WORKING DATA -

Content starts

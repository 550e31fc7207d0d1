//! Prometheus metrics for core components.
//!
//! This module provides metrics for:
//! - Jobs (results, duration, currently active)
//! - Artwork resolution (which tier produced the cover)
//! - Transcoding (duration per target format)

use once_cell::sync::Lazy;
use prometheus::{HistogramOpts, HistogramVec, IntCounterVec, IntGauge, Opts};

// =============================================================================
// Job Metrics
// =============================================================================

/// Jobs finished total by result.
pub static JOBS_TOTAL: Lazy<IntCounterVec> = Lazy::new(|| {
    IntCounterVec::new(
        Opts::new("tunegrab_jobs_total", "Total jobs that reached a terminal state"),
        &["result"], // "success", "failed", "cancelled"
    )
    .unwrap()
});

/// Job duration in seconds.
pub static JOB_DURATION: Lazy<HistogramVec> = Lazy::new(|| {
    HistogramVec::new(
        HistogramOpts::new("tunegrab_job_duration_seconds", "Duration of jobs")
            .buckets(vec![1.0, 5.0, 10.0, 30.0, 60.0, 120.0, 300.0, 600.0, 1800.0]),
        &["result"],
    )
    .unwrap()
});

/// Jobs currently registered.
pub static ACTIVE_JOBS: Lazy<IntGauge> = Lazy::new(|| {
    IntGauge::new("tunegrab_active_jobs", "Number of jobs currently registered").unwrap()
});

// =============================================================================
// Artwork Metrics
// =============================================================================

/// Artwork resolutions by tier.
pub static ARTWORK_RESOLUTIONS: Lazy<IntCounterVec> = Lazy::new(|| {
    IntCounterVec::new(
        Opts::new(
            "tunegrab_artwork_resolutions_total",
            "Total artwork resolutions by winning tier",
        ),
        &["tier"], // "custom", "remote", "legacy", "none"
    )
    .unwrap()
});

// =============================================================================
// Transcode Metrics
// =============================================================================

/// Successful transcode duration in seconds.
pub static TRANSCODE_DURATION: Lazy<HistogramVec> = Lazy::new(|| {
    HistogramVec::new(
        HistogramOpts::new(
            "tunegrab_transcode_duration_seconds",
            "Duration of successful transcodes",
        )
        .buckets(vec![0.5, 1.0, 2.5, 5.0, 10.0, 30.0, 60.0, 120.0, 300.0]),
        &["format"], // "mp3", "m4a"
    )
    .unwrap()
});

// =============================================================================
// Helper functions
// =============================================================================

/// Get all core metrics for registration in a registry.
pub fn all_metrics() -> Vec<Box<dyn prometheus::core::Collector>> {
    vec![
        // Jobs
        Box::new(JOBS_TOTAL.clone()),
        Box::new(JOB_DURATION.clone()),
        Box::new(ACTIVE_JOBS.clone()),
        // Artwork
        Box::new(ARTWORK_RESOLUTIONS.clone()),
        // Transcode
        Box::new(TRANSCODE_DURATION.clone()),
    ]
}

Content ends

Whenever the string "clone" occurs in a line of the entries above, copy that line.

        Box::new(JOBS_TOTAL.clone()),
        Box::new(JOB_DURATION.clone()),
        Box::new(ACTIVE_JOBS.clone()),
        Box::new(ARTWORK_RESOLUTIONS.clone()),
        Box::new(TRANSCODE_DURATION.clone()),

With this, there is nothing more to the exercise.